Archives For November 30, 1999

At a previous job I was given the mission of constructing a development task that we could let prospective team members complete. Having been on the receiving end of several of these tasks, I had a rough idea of what to include and what to avoid. Basically, I was looking for the smallest possible task that would still give a good glimpse into the developer’s way of constructing code and solving problems.

So I went with FizzBuzz. Or rather, a variation on FizzBuzz. But first, the basic idea of FizzBuzz is to write a program that prints out numbers from 1 to 100. For multiples of three, the number should be replaced by “Fizz”, for multiples of five, the number should be replaced by “Buzz” and for multiples of both three and five, write “FizzBuzz”.

1
2
Fizz
4
Buzz
(etc)

Usually whenever someone writes a blog post about FizzBuzz, the comments fill up with examples of how to do it. This is all very well, but my favorite implementation has to be the quite fantastic FizzBuzz Enterprise project on GitHub.

public static boolean numberIsMultipleOfAnotherNumber(int nFirstNumber, int nSecondNumber) {
    try{
        final int nDivideFirstIntegerBySecondIntegerResult =
            (IntegerDivider.divide(nFirstNumber, nSecondNumber));
        final int nMultiplyDivisionResultBySecondIntegerResult =
            nDivideFirstIntegerBySecondIntegerResult * nSecondNumber;
        if (IntegerForEqualityComparator.areTwoIntegersEqual(nMultiplyDivisionResultBySecondIntegerResult, nFirstNumber)) {
            return true;
        } else {
            return false;
        }
    } catch( ArithmeticException ae ){
        return false;
    }
}

Pure enterprise at its best!

Anyway, the core of our task was doing FizzBuzz as a C# console application. The added twist was that there should be unit tests that fully covered the logic of which text to print. As an aside we mentioned that it was not necessary to test the console client portion of the code. This was basically inserted to see whether the applicant would leave the 1 to 100 loop untested. Most did, and in my evaluation I did not hold it against them – but it was interesting to see who went the extra mile to make the loop-logic testable as well.

During my time of evaluting solutions I don’t think that we ever actually got one that failed the basic “1, 2, Fizz, 4, Buzz” part of the task. We did, however, get some less-than-satisfactory ways of unit testing parts of the logic. For instance, one candidate only included a single unit test that checked that the modulo operator returned the expected result. Sorry, you fail the test!

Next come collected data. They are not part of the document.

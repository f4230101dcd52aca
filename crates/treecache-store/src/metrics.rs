//! Cache metrics
//!
//! Counters are plain atomics owned by the store and shared with every
//! node; `export_prometheus` renders them in the text exposition format.

use std::fmt::Write;
use std::sync::atomic::{AtomicI64, AtomicU64, Ordering};

/// Store-owned cache counters
#[derive(Debug, Default)]
pub struct CacheMetrics {
    pub gets: AtomicU64,
    /// Reads that fell through to the backing store
    pub backend_probes: AtomicU64,
    pub sets: AtomicU64,
    pub deletes: AtomicU64,
    /// Writes dropped because a newer logical time was already recorded
    pub stale_writes: AtomicU64,
    pub barrier_rejections: AtomicU64,
    pub pattern_queries: AtomicU64,
    pub consistency_scans: AtomicU64,
    pub consistency_restores: AtomicU64,
    pub scan_failures: AtomicU64,
    pub flushes: AtomicU64,
    pub flush_failures: AtomicU64,
    pub evictions: AtomicU64,
    pub dropped_notifications: AtomicU64,
    pub remote_applied: AtomicU64,
    pub secure_purges: AtomicU64,
    pub sync_cycles: AtomicU64,
    pub last_cycle_us: AtomicU64,
    pub max_depth: AtomicU64,
    // Gauges
    pub resident_values: AtomicI64,
    pub tree_nodes: AtomicI64,
}

/// Point-in-time copy of the counters
#[derive(Clone, Copy, Debug, Default, PartialEq, Eq)]
pub struct MetricsSnapshot {
    pub gets: u64,
    pub backend_probes: u64,
    pub sets: u64,
    pub deletes: u64,
    pub stale_writes: u64,
    pub barrier_rejections: u64,
    pub pattern_queries: u64,
    pub consistency_scans: u64,
    pub consistency_restores: u64,
    pub scan_failures: u64,
    pub flushes: u64,
    pub flush_failures: u64,
    pub evictions: u64,
    pub dropped_notifications: u64,
    pub remote_applied: u64,
    pub secure_purges: u64,
    pub sync_cycles: u64,
    pub last_cycle_us: u64,
    pub max_depth: u64,
    pub resident_values: i64,
    pub tree_nodes: i64,
}

impl CacheMetrics {
    #[must_use]
    pub fn new() -> Self {
        Self::default()
    }

    pub(crate) fn incr(counter: &AtomicU64) {
        counter.fetch_add(1, Ordering::Relaxed);
    }

    /// Record the outcome of one lazy writer pass
    pub(crate) fn record_cycle(&self, elapsed_us: u64, max_depth: usize) {
        self.sync_cycles.fetch_add(1, Ordering::Relaxed);
        self.last_cycle_us.store(elapsed_us, Ordering::Relaxed);
        self.max_depth
            .store(u64::try_from(max_depth).unwrap_or(u64::MAX), Ordering::Relaxed);
    }

    #[must_use]
    pub fn snapshot(&self) -> MetricsSnapshot {
        let load = |c: &AtomicU64| c.load(Ordering::Relaxed);
        MetricsSnapshot {
            gets: load(&self.gets),
            backend_probes: load(&self.backend_probes),
            sets: load(&self.sets),
            deletes: load(&self.deletes),
            stale_writes: load(&self.stale_writes),
            barrier_rejections: load(&self.barrier_rejections),
            pattern_queries: load(&self.pattern_queries),
            consistency_scans: load(&self.consistency_scans),
            consistency_restores: load(&self.consistency_restores),
            scan_failures: load(&self.scan_failures),
            flushes: load(&self.flushes),
            flush_failures: load(&self.flush_failures),
            evictions: load(&self.evictions),
            dropped_notifications: load(&self.dropped_notifications),
            remote_applied: load(&self.remote_applied),
            secure_purges: load(&self.secure_purges),
            sync_cycles: load(&self.sync_cycles),
            last_cycle_us: load(&self.last_cycle_us),
            max_depth: load(&self.max_depth),
            resident_values: self.resident_values.load(Ordering::Relaxed),
            tree_nodes: self.tree_nodes.load(Ordering::Relaxed),
        }
    }

    /// Export metrics in Prometheus format, labelled with the cache id
    #[must_use]
    pub fn export_prometheus(&self, id: &str) -> String {
        let s = self.snapshot();
        let mut output = String::with_capacity(4 * 1024);

        let counters: [(&str, &str, u64); 18] = [
            ("gets_total", "Value reads", s.gets),
            ("backend_probes_total", "Reads served by a backing store probe", s.backend_probes),
            ("sets_total", "Value writes applied", s.sets),
            ("deletes_total", "Value deletes applied", s.deletes),
            ("stale_writes_total", "Writes dropped by last-write-wins", s.stale_writes),
            ("barrier_rejections_total", "Writes rejected by the write barrier", s.barrier_rejections),
            ("pattern_queries_total", "Pattern queries", s.pattern_queries),
            ("consistency_scans_total", "Backing store scans for lossy subtrees", s.consistency_scans),
            ("consistency_restores_total", "Loss markers cleared after verification", s.consistency_restores),
            ("scan_failures_total", "Failed consistency scans", s.scan_failures),
            ("flushes_total", "Dirty values written to the backing store", s.flushes),
            ("flush_failures_total", "Failed backing store writes", s.flush_failures),
            ("evictions_total", "Values evicted from memory", s.evictions),
            ("dropped_notifications_total", "Level notifications dropped on full channels", s.dropped_notifications),
            ("remote_applied_total", "Remote changes merged into the tree", s.remote_applied),
            ("secure_purges_total", "Tombstone records physically purged", s.secure_purges),
            ("sync_cycles_total", "Lazy writer passes", s.sync_cycles),
            ("last_cycle_microseconds", "Duration of the last lazy writer pass", s.last_cycle_us),
        ];

        for (name, help, value) in counters {
            let kind = if name.ends_with("_total") { "counter" } else { "gauge" };
            writeln!(output, "# HELP treecache_{name} {help}").ok();
            writeln!(output, "# TYPE treecache_{name} {kind}").ok();
            writeln!(output, "treecache_{name}{{id=\"{id}\"}} {value}").ok();
        }

        let gauges: [(&str, &str, i64); 3] = [
            ("resident_values", "Values currently held in memory", s.resident_values),
            ("tree_nodes", "Nodes currently attached to the tree", s.tree_nodes),
            (
                "tree_depth",
                "Deepest level seen by the last lazy writer pass",
                i64::try_from(s.max_depth).unwrap_or(i64::MAX),
            ),
        ];
        for (name, help, value) in gauges {
            writeln!(output, "# HELP treecache_{name} {help}").ok();
            writeln!(output, "# TYPE treecache_{name} gauge").ok();
            writeln!(output, "treecache_{name}{{id=\"{id}\"}} {value}").ok();
        }

        output
    }
}

#[cfg(test)]
mod tests {
    use super::*;

    #[test]
    fn test_snapshot() {
        let metrics = CacheMetrics::new();
        CacheMetrics::incr(&metrics.gets);
        CacheMetrics::incr(&metrics.gets);
        metrics.resident_values.fetch_add(3, Ordering::Relaxed);
        metrics.record_cycle(42, 5);

        let s = metrics.snapshot();
        assert_eq!(s.gets, 2);
        assert_eq!(s.resident_values, 3);
        assert_eq!(s.sync_cycles, 1);
        assert_eq!(s.last_cycle_us, 42);
        assert_eq!(s.max_depth, 5);
    }

    #[test]
    fn test_export_prometheus() {
        let metrics = CacheMetrics::new();
        CacheMetrics::incr(&metrics.evictions);
        let text = metrics.export_prometheus("main");
        assert!(text.contains("# TYPE treecache_evictions_total counter"));
        assert!(text.contains("treecache_evictions_total{id=\"main\"} 1"));
        assert!(text.contains("# TYPE treecache_resident_values gauge"));
        assert!(text.contains("# TYPE treecache_last_cycle_microseconds gauge"));
    }
}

It was also possible to fail by writing too many tests, but this was generally preferable to writing too few. A worse way to fail was to write convoluted code with weird flow control statements, etc. The basic FizzBuzz logic isn’t that complicated, so it should be possible to express it in a succint way.

Now, this test was just a small part of the recruitment process, and other criteria weighed far heavier, but sometimes terrible performance on the FizzBuzz test made us skip a candidate. This may very well mean that we missed out on good people, since the test is far from a perfect indicator of future performance. And unfortunately I never had the chance to discuss the solutions with the developers, talking about how they had approached the problem, how they reasoned when writing the code, and so forth. But overall I think it worked out pretty well, and since no two solutions looked the same, it was always interesting to investigate, evaluate and learn.

Finally, our task did not use the words “fizz” and “buzz”, thereby decreasing the potential for finding a solution using Google. No cheating!